Start of Block
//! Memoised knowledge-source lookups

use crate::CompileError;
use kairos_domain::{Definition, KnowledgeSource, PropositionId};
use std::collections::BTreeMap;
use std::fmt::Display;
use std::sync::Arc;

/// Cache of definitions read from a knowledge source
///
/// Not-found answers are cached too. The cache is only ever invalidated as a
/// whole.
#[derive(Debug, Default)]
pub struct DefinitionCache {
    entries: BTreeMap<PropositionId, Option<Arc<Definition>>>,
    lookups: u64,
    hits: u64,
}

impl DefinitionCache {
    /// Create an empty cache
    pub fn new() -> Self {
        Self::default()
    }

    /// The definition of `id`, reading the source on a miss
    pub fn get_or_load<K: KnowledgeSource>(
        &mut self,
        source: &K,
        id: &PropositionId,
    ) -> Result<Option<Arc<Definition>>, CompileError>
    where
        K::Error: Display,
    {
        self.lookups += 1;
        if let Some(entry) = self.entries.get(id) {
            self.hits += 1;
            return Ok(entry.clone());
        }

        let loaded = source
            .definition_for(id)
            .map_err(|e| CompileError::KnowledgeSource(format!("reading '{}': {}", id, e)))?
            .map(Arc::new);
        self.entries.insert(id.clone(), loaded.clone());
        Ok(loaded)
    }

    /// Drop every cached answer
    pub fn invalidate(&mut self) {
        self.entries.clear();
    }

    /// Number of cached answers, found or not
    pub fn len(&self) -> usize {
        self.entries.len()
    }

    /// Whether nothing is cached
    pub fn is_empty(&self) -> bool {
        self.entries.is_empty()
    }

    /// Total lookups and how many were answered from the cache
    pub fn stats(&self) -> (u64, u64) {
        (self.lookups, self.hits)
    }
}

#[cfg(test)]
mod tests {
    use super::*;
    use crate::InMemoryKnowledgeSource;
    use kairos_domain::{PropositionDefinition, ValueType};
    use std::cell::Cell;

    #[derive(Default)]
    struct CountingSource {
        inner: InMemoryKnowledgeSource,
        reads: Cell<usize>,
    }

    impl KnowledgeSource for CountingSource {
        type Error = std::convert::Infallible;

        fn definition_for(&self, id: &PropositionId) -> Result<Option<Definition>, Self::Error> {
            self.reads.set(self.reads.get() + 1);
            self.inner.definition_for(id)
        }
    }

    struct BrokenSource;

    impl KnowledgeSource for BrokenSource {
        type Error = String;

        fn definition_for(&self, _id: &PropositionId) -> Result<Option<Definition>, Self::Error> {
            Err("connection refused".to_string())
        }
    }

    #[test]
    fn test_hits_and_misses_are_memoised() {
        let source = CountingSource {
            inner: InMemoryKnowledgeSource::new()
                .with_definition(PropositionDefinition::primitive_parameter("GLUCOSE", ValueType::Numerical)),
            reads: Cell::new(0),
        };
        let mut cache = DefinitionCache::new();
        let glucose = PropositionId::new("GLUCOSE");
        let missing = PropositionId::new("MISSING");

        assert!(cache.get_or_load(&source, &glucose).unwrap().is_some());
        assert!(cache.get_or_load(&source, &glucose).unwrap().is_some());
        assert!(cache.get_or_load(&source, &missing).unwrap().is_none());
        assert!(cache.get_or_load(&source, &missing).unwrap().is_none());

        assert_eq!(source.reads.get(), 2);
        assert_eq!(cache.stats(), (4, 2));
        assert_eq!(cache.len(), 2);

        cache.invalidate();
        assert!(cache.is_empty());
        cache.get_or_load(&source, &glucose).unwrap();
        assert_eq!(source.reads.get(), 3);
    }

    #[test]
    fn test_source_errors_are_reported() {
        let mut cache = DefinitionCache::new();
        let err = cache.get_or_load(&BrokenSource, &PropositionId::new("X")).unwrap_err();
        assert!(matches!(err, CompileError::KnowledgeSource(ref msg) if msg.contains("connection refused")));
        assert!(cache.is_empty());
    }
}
End of Block
Once the line with "assert!(matches!(err, CompileError::KnowledgeSource(ref msg)" has been found in the records above, retype it and every line after it exactly, and include nothing else.

        assert!(matches!(err, CompileError::KnowledgeSource(ref msg) if msg.contains("connection refused")));
        assert!(cache.is_empty());
    }
}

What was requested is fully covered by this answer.